Which is why Option one was a conversion van, or other small camper to live in-- If I am allowed to park on the grounds of the art foundry/gallery. The gallery actually over-nights artists (as in provides a room) if a US artist needs to stay down there to do a job. Option 2 was more in the line with renting an apartment for 6 months or something like that-- I mean, the point would be to live in the area, not just to work over a weekend there. The problem with the dogs is that I would rather not pay a dog sitter in the US, if I could save that money and keep the dogs with me in a rental. (2 chihuahua sized dogs, not big)


----------



## surabi (Jan 1, 2017)

There are plenty of Mexican Hotels that accept dogs. I had no trouble finding them (and I have a quite large dog) when driving from PV to Nogales, or from Cabo San Lucas to San Diego. It is not true that Holiday Inns don't accept dogs. I stayed in one in San Carlos. You just have to do the research first, like ask on an ex-pat forum for dog-friendly recommendations on your route. Apartments or houses same. Might take a little more looking, but not particularly difficult.

I know plenty of foreigners who legally run businesses in Mexico, myself included. None of us were questioned or given a hard time re taking business away from a Mexican. I believe Mexico understands that foreigners who move here are a boost to the economy, whether we are retired or running a business. We pay for our residency visas, business taxes, permits, etc to Mexico, buy food, eat in restaurants, pay workers to build our homes, hire maids and gardeners, pay for car licensing, gas, Mexican car mechanics, and probably inject more into the economy per capita than the average Mexican.


----------



## Zorro2017 (Jan 9, 2017)

surabi said:


> There are plenty of Mexican Hotels that accept dogs. I had no trouble finding them (and I have a quite large dog) when driving from PV to Nogales, or from Cabo San Lucas to San Diego. It is not true that Holiday Inns don't accept dogs. I stayed in one in San Carlos.


Well a search on "Booking.com" shows different results. We use it regularly and few if any hotels accept dogs, those that do are usually bottom shelf with a fan as opposed to AC. If you don't believe me, try it. We travel quite a bit with our dog which is a 4 pound Yorkie and have trouble finding a room.
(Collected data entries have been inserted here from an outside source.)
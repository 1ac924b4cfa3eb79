//! Workspace provisioning and capability calls against a real git repository.

mod common;

use std::path::Path;
use std::sync::Arc;
use std::time::Duration;
use tokio_util::sync::CancellationToken;

use common::{git, scenario_config, setup_test_git_repo, temp_dir};
use sleuth::adapters::capabilities::LocalCapabilityBroker;
use sleuth::adapters::completion::ScriptedCompletionClient;
use sleuth::adapters::storage::{FileReportStore, JsonlObservationStore};
use sleuth::adapters::workspace::GitWorktreeProvisioner;
use sleuth::domain::errors::{CapabilityError, DomainError};
use sleuth::domain::models::{CapabilityRequest, FileOperation, GitOperation, Termination};
use sleuth::domain::ports::{CapabilityBroker, WorkspaceProvisioner};
use sleuth::services::TrialWorker;

/// Add a `develop` branch one commit ahead of the current one; returns its tip.
fn add_develop_branch(repo: &Path) -> String {
    git(repo, &["checkout", "--quiet", "-b", "develop"]);
    std::fs::write(repo.join("feature.js"), "export const flag = true;\n").unwrap();
    git(repo, &["add", "feature.js"]);
    git(repo, &["commit", "--quiet", "-m", "develop work"]);
    git(repo, &["checkout", "--quiet", "-"]);
    git(repo, &["rev-parse", "develop"]).trim().to_string()
}

#[tokio::test]
async fn test_provision_and_reclaim_worktree() {
    let (_repo_dir, repo) = setup_test_git_repo();
    let data = temp_dir();
    let provisioner = GitWorktreeProvisioner::new(data.path());
    let branch = "debug-session-1-1-1700000000000";

    let workspace = provisioner.provision(&repo, branch).await.unwrap();

    assert!(workspace.join("cache.js").exists());
    assert!(git(&repo, &["branch", "--list", branch]).contains(branch));
    assert_eq!(
        git(&workspace, &["rev-parse", "--abbrev-ref", "HEAD"]).trim(),
        branch
    );

    provisioner.reclaim(&repo, &workspace, branch).await.unwrap();

    assert!(!workspace.exists());
    assert!(git(&repo, &["branch", "--list", branch]).trim().is_empty());
    assert!(!git(&repo, &["worktree", "list"]).contains(branch));
}

#[tokio::test]
async fn test_existing_branch_is_not_reused() {
    let (_repo_dir, repo) = setup_test_git_repo();
    let data = temp_dir();
    let provisioner = GitWorktreeProvisioner::new(data.path());
    let branch = "debug-session-1-2-1700000000000";
    git(&repo, &["branch", branch]);

    let err = provisioner.provision(&repo, branch).await.unwrap_err();

    assert!(matches!(err, DomainError::Workspace(msg) if msg.contains("already exists")));
}

#[tokio::test]
async fn test_reclaim_is_idempotent() {
    let (_repo_dir, repo) = setup_test_git_repo();
    let data = temp_dir();
    let provisioner = GitWorktreeProvisioner::new(data.path());
    let branch = "debug-session-1-3-1700000000000";

    let workspace = provisioner.provision(&repo, branch).await.unwrap();
    provisioner.reclaim(&repo, &workspace, branch).await.unwrap();
    provisioner.reclaim(&repo, &workspace, branch).await.unwrap();
}

#[tokio::test]
async fn test_concurrent_worktrees_do_not_share_files() {
    let (_repo_dir, repo) = setup_test_git_repo();
    let data = temp_dir();
    let provisioner = GitWorktreeProvisioner::new(data.path());

    let a = provisioner.provision(&repo, "debug-s-1-1").await.unwrap();
    let b = provisioner.provision(&repo, "debug-s-2-1").await.unwrap();
    std::fs::write(a.join("cache.js"), "changed in a\n").unwrap();

    assert_eq!(
        std::fs::read_to_string(b.join("cache.js")).unwrap(),
        "let taskCache = {};\n"
    );
    assert_eq!(
        std::fs::read_to_string(repo.join("cache.js")).unwrap(),
        "let taskCache = {};\n"
    );

    provisioner.reclaim(&repo, &a, "debug-s-1-1").await.unwrap();
    provisioner.reclaim(&repo, &b, "debug-s-2-1").await.unwrap();
}

#[tokio::test]
async fn test_capabilities_edit_commit_and_restore() {
    let (_repo_dir, repo) = setup_test_git_repo();
    let data = temp_dir();
    let provisioner = GitWorktreeProvisioner::new(data.path());
    let branch = "debug-s-1-4";
    let workspace = provisioner.provision(&repo, branch).await.unwrap();

    let mut conn = LocalCapabilityBroker::new().open(&workspace).await.unwrap();
    let base = conn
        .invoke(&CapabilityRequest::Git(GitOperation::GitRevParse {
            revision: "HEAD".into(),
        }))
        .await
        .unwrap();
    assert_eq!(base.len(), 40);

    conn.invoke(&CapabilityRequest::File(FileOperation::EditFile {
        path: "cache.js".into(),
        old_text: "{}".into(),
        new_text: "new Map()".into(),
    }))
    .await
    .unwrap();
    conn.invoke(&CapabilityRequest::File(FileOperation::WriteFile {
        path: "notes/scratch.txt".into(),
        content: "temporary".into(),
    }))
    .await
    .unwrap();
    conn.invoke(&CapabilityRequest::Git(GitOperation::GitAdd {
        files: vec!["cache.js".into()],
    }))
    .await
    .unwrap();
    conn.invoke(&CapabilityRequest::Git(GitOperation::GitCommit {
        message: "try a map".into(),
    }))
    .await
    .unwrap();

    let diff = conn
        .invoke(&CapabilityRequest::Git(GitOperation::GitDiff {
            target: base.clone(),
        }))
        .await
        .unwrap();
    assert!(diff.contains("new Map()"));

    conn.invoke(&CapabilityRequest::Git(GitOperation::GitRestore {
        revision: base.clone(),
        branch: branch.to_string(),
    }))
    .await
    .unwrap();
    conn.close().await;

    assert_eq!(git(&workspace, &["rev-parse", "HEAD"]).trim(), base);
    assert_eq!(
        std::fs::read_to_string(workspace.join("cache.js")).unwrap(),
        "let taskCache = {};\n"
    );
    assert!(!workspace.join("notes").exists());

    provisioner.reclaim(&repo, &workspace, branch).await.unwrap();
}

#[tokio::test]
async fn test_paths_cannot_escape_workspace() {
    let (_repo_dir, repo) = setup_test_git_repo();
    let mut conn = LocalCapabilityBroker::new().open(&repo).await.unwrap();

    let err = conn
        .invoke(&CapabilityRequest::File(FileOperation::ReadFile {
            path: "../../etc/passwd".into(),
        }))
        .await
        .unwrap_err();

    assert!(matches!(err, CapabilityError::PathOutsideWorkspace(_)));
}

#[tokio::test]
async fn test_restore_returns_to_workspace_branch_before_reset() {
    let (_repo_dir, repo) = setup_test_git_repo();
    let develop = add_develop_branch(&repo);
    let data = temp_dir();
    let provisioner = GitWorktreeProvisioner::new(data.path());
    let branch = "debug-s-1-5";
    let workspace = provisioner.provision(&repo, branch).await.unwrap();

    let mut conn = LocalCapabilityBroker::new().open(&workspace).await.unwrap();
    let base = conn
        .invoke(&CapabilityRequest::Git(GitOperation::GitRevParse {
            revision: "HEAD".into(),
        }))
        .await
        .unwrap();
    git(&workspace, &["checkout", "--quiet", "develop"]);

    conn.invoke(&CapabilityRequest::Git(GitOperation::GitRestore {
        revision: base.clone(),
        branch: branch.to_string(),
    }))
    .await
    .unwrap();
    conn.close().await;

    assert_eq!(git(&repo, &["rev-parse", "develop"]).trim(), develop);
    assert_eq!(
        git(&workspace, &["rev-parse", "--abbrev-ref", "HEAD"]).trim(),
        branch
    );
    assert_eq!(git(&workspace, &["rev-parse", "HEAD"]).trim(), base);

    provisioner.reclaim(&repo, &workspace, branch).await.unwrap();
}

#[tokio::test]
async fn test_trial_cannot_check_out_or_rewrite_other_branches() {
    let (_repo_dir, repo) = setup_test_git_repo();
    let develop = add_develop_branch(&repo);
    let data = temp_dir();
    let provisioner = GitWorktreeProvisioner::new(data.path());
    let branch = "debug-s-1-6";
    let workspace = provisioner.provision(&repo, branch).await.unwrap();

    let checkout = "<use_mcp_tool>\n<server_name>git-mcp</server_name>\n\
        <tool_name>git_checkout</tool_name>\n<arguments>{\"target\": \"develop\"}</arguments>\n\
        </use_mcp_tool>";
    let completion = Arc::new(ScriptedCompletionClient::new([
        checkout,
        "<report>CONFIRMED: no</report>",
    ]));
    let worker = TrialWorker::new(
        completion.clone(),
        Arc::new(LocalCapabilityBroker::new()),
        Arc::new(FileReportStore::new(data.path())),
        Arc::new(JsonlObservationStore::new(data.path())),
        Duration::from_millis(1),
    );
    let mut config = scenario_config(data.path(), &workspace, "scenario-1-1");
    config.branch_name = branch.to_string();

    let result = worker.run(&config, &CancellationToken::new()).await.unwrap();

    assert_eq!(result.termination, Termination::Reported);
    assert_eq!(git(&repo, &["rev-parse", "develop"]).trim(), develop);
    assert_eq!(
        git(&workspace, &["rev-parse", "--abbrev-ref", "HEAD"]).trim(),
        branch
    );
    let calls = completion.calls().await;
    let feedback = &calls[1].last().unwrap().content;
    assert!(feedback.contains("'develop' is a local branch outside this trial"));

    provisioner.reclaim(&repo, &workspace, branch).await.unwrap();
}

#[tokio::test]
async fn test_checkout_of_own_branch_and_commits_is_allowed() {
    let (_repo_dir, repo) = setup_test_git_repo();
    let data = temp_dir();
    let provisioner = GitWorktreeProvisioner::new(data.path());
    let branch = "debug-s-1-7";
    let workspace = provisioner.provision(&repo, branch).await.unwrap();
    let mut conn = LocalCapabilityBroker::new().open(&workspace).await.unwrap();

    conn.invoke(&CapabilityRequest::Git(GitOperation::GitCheckout {
        target: "HEAD~0".into(),
    }))
    .await
    .unwrap();
    conn.invoke(&CapabilityRequest::Git(GitOperation::GitCheckout {
        target: branch.into(),
    }))
    .await
    .unwrap();
    conn.close().await;

    assert_eq!(
        git(&workspace, &["rev-parse", "--abbrev-ref", "HEAD"]).trim(),
        branch
    );
    provisioner.reclaim(&repo, &workspace, branch).await.unwrap();
}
How long ago was this Holiday Inn stay? A search of Holiday Inn San Carlos says "Pets not allowed, service dogs welcome." Their website says that the dog must have papers from a doctor stating it is a service dog. 

To say she will have "no problem finding a dog friendly hotel" is simply not true. I don't think it's wise to advise a first time traveler here with two dogs that it will be a breeze, our experience recently is quite different. 

https://www.hotels.com/ho410233/?pa...1&WOE=5&WOD=4&ZSX=0&SYE=3&q-room-0-children=0


----------



## eastwind (Jun 18, 2016)

It seems like the fundamental problem is you need to forge in Mexico and sell in US, which implies frequent border crossings, yet you have two dogs you don't want to leave with a sitter, which implies frequent border crossings with the dogs and a temporary place to stay on the other side that accepts them. 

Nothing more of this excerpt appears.